I've now reviewed enough disappointing retrieval-augmented generation projects to spot the diagnosis before anyone opens a laptop. The team is brilliant. The model is the latest and best. The vector database is the fashionable one. And the answers are still wrong, vague, or confidently citing the wrong document. Then someone suggests trying a bigger model, and that's the moment I know exactly what went wrong.
They built an AI project. They needed a search project.
RAG is, mechanically, very simple. You find the relevant bits of your knowledge base, you stuff them into the prompt, the model answers using them. That's it. And in that pipeline the model is almost never the bottleneck. The bottleneck is the "find the relevant bits" step — the retrieval — which is a search and information-retrieval problem that the field spent thirty years working on before transformers were a twinkle in anyone's eye. The teams that nail RAG are the ones who remember that. The teams that struggle are the ones who think the embedding model absolves them of doing search properly.
If the right chunk never makes it into the prompt, the cleverest model on earth will answer from thin air. Garbage retrieval in, confident nonsense out — and now it's nonsense with a citation, which is worse, because it looks trustworthy.
So let's talk about the unglamorous things that actually decide whether your RAG works.
Chunking, first, because it's the most underrated decision in the whole stack. How you split your documents determines what can ever be retrieved. Split too small and you shred the context — half a sentence retrieves cleanly and means nothing. Split too big and each chunk is a muddle of five topics, so the embedding represents none of them well and the model drowns in noise. There's no universal right answer; it depends on your documents. But splitting on real structure — sections, headings, semantic boundaries — beats blindly cutting every 500 tokens almost every time. I've seen a RAG system go from useless to genuinely good with no model change at all, purely by fixing how documents were chopped up.
Metadata, next, and this is where most teams leave the biggest win on the floor. Your chunks have properties — source, date, author, document type, department, version. If you're not capturing and filtering on those, you're asking a similarity search to do a librarian's job. "What's our current refund policy" should never surface the 2019 version, and no amount of semantic similarity reliably prevents that. A date filter does, instantly. Half the retrieval failures I see are really metadata failures wearing a trench coat.
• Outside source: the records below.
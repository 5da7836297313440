//! Job storage.

use std::collections::HashMap;
use std::sync::{Arc, PoisonError, RwLock};

use inferq_core::{JobId, ModelName};

use super::types::{InvalidTransition, Job, JobStatus};

/// Job store abstraction.
///
/// Jobs are never deleted: the store grows for the life of the process.
pub trait JobStore: Send + Sync {
    /// Insert a new job.
    fn insert(&self, job: Job) -> Result<JobId, JobStoreError>;

    /// Get a snapshot of a job.
    fn get(&self, job_id: JobId) -> Result<Job, JobStoreError>;

    /// Apply a transition in place and return the updated snapshot.
    ///
    /// `apply` runs against a copy; nothing is stored if it fails.
    fn update(
        &self,
        job_id: JobId,
        apply: &mut dyn FnMut(&mut Job) -> Result<(), InvalidTransition>,
    ) -> Result<Job, JobStoreError>;

    /// List jobs, oldest submission first.
    fn list(&self, status: Option<JobStatus>, limit: usize) -> Result<Vec<Job>, JobStoreError>;

    /// Get job statistics.
    fn stats(&self) -> Result<JobStats, JobStoreError>;

    /// Create and insert a pending job.
    fn create(&self, model: ModelName, payload: Arc<[u8]>) -> Result<JobId, JobStoreError> {
        self.insert(Job::new(model, payload))
    }
}

/// Job store error.
#[derive(Debug, Clone, thiserror::Error)]
pub enum JobStoreError {
    #[error("job not found: {0}")]
    NotFound(JobId),
    #[error("job already exists: {0}")]
    AlreadyExists(JobId),
    #[error(transparent)]
    Transition(#[from] InvalidTransition),
}

/// Job counts per status.
#[derive(Debug, Clone, Default, PartialEq, Eq, serde::Serialize)]
pub struct JobStats {
    pub pending: usize,
    pub processing: usize,
    pub completed: usize,
    pub failed: usize,
}

impl JobStats {
    pub fn total(&self) -> usize {
        self.pending + self.processing + self.completed + self.failed
    }
}

#[derive(Debug, Default)]
struct Jobs {
    by_id: HashMap<JobId, Job>,
    /// Insertion order, i.e. submission order.
    order: Vec<JobId>,
}

/// In-process job store.
#[derive(Debug, Default)]
pub struct InMemoryJobStore {
    inner: RwLock<Jobs>,
}

impl InMemoryJobStore {
    pub fn new() -> Self {
        Self::default()
    }

    pub fn arc() -> Arc<Self> {
        Arc::new(Self::new())
    }
}

impl JobStore for InMemoryJobStore {
    fn insert(&self, job: Job) -> Result<JobId, JobStoreError> {
        let mut jobs = self.inner.write().unwrap_or_else(PoisonError::into_inner);
        let id = job.id();
        if jobs.by_id.contains_key(&id) {
            return Err(JobStoreError::AlreadyExists(id));
        }
        jobs.by_id.insert(id, job);
        jobs.order.push(id);
        Ok(id)
    }

    fn get(&self, job_id: JobId) -> Result<Job, JobStoreError> {
        self.inner
            .read()
            .unwrap_or_else(PoisonError::into_inner)
            .by_id
            .get(&job_id)
            .cloned()
            .ok_or(JobStoreError::NotFound(job_id))
    }

    fn update(
        &self,
        job_id: JobId,
        apply: &mut dyn FnMut(&mut Job) -> Result<(), InvalidTransition>,
    ) -> Result<Job, JobStoreError> {
        let mut jobs = self.inner.write().unwrap_or_else(PoisonError::into_inner);
        let stored = jobs
            .by_id
            .get_mut(&job_id)
            .ok_or(JobStoreError::NotFound(job_id))?;

        let mut next = stored.clone();
        apply(&mut next)?;
        *stored = next.clone();
        Ok(next)
    }

    fn list(&self, status: Option<JobStatus>, limit: usize) -> Result<Vec<Job>, JobStoreError> {
        let jobs = self.inner.read().unwrap_or_else(PoisonError::into_inner);
        Ok(jobs
            .order
            .iter()
            .filter_map(|id| jobs.by_id.get(id))
            .filter(|j| status.is_none_or(|s| j.status() == s))
            .take(limit)
            .cloned()
            .collect())
    }

    fn stats(&self) -> Result<JobStats, JobStoreError> {
        let jobs = self.inner.read().unwrap_or_else(PoisonError::into_inner);
        let mut stats = JobStats::default();

        for job in jobs.by_id.values() {
            match job.status() {
                JobStatus::Pending => stats.pending += 1,
                JobStatus::Processing => stats.processing += 1,
                JobStatus::Completed => stats.completed += 1,
                JobStatus::Failed => stats.failed += 1,
            }
        }

        Ok(stats)
    }
}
Now the one people argue with me about: hybrid beats pure vector far more often than the vector-database marketing admits. Pure semantic search is genuinely good at meaning and genuinely bad at exact matches — product codes, error numbers, proper nouns, acronyms, that one specific term of art your industry uses. Someone searches for error code "E-4471" and a vector search helpfully returns chunks about errors in general. Old-fashioned keyword search — BM25, the technology that ran search engines for decades — nails the exact match every time. Run both, combine the rankings, and you get the meaning and the precision. It's more engineering than flipping on a vector store, which is precisely why people skip it and then wonder why exact-match queries fail.
Which brings me to the discipline that separates the projects that improve from the ones that plateau: evaluate retrieval separately from generation. These are two different systems and they fail differently. If you only judge the final answer, you can never tell whether a bad answer came from bad retrieval or bad generation, and so you can't fix it — you just keep swapping models and changing nothing that matters. Build a set of real questions with the documents that should answer them. Measure whether retrieval surfaces the right chunks — recall, precision, where the right chunk ranks. Get that solid first. Only then worry about how the model phrases things. Fix the search before you touch the prose.
And under all of it sits the work nobody wants: data hygiene. Duplicate documents, three contradictory versions of the same policy, scanned PDFs that OCR'd into gibberish, tables that flattened into word soup, stale content nobody flagged as dead. RAG over a messy knowledge base produces messy answers with total confidence. The least glamorous and most valuable thing you can do for a RAG project is clean the underlying data — deduplicate, version, fix the extraction, prune the dead weight. It's tedious and it's most of the actual job, and the teams that skip it are the teams that ship something embarrassing.
Last thing, and I mean it: sometimes you don't need RAG at all, and reaching for it is just complexity cosplay. If the relevant information fits comfortably in the context window, put it in the prompt — context is cheap now and a retrieval pipeline you don't need is a liability you have to maintain. If the knowledge is stable and bounded, fine-tuning may serve better than retrieving the same things forever. If the answer lives in a database or an API, give the model a tool call and let it fetch the precise answer rather than fuzzy-matching against embedded text. RAG is the right tool for a large, changing corpus of unstructured text you need to ground answers in. It is not a default, and treating it as one is how you end up maintaining a vector database to solve a problem a WHERE clause would've handled.
Get the search right and the AI part mostly takes care of itself. Get the search wrong and no model will save you. That's the whole lesson, and it predates the hype by about three decades.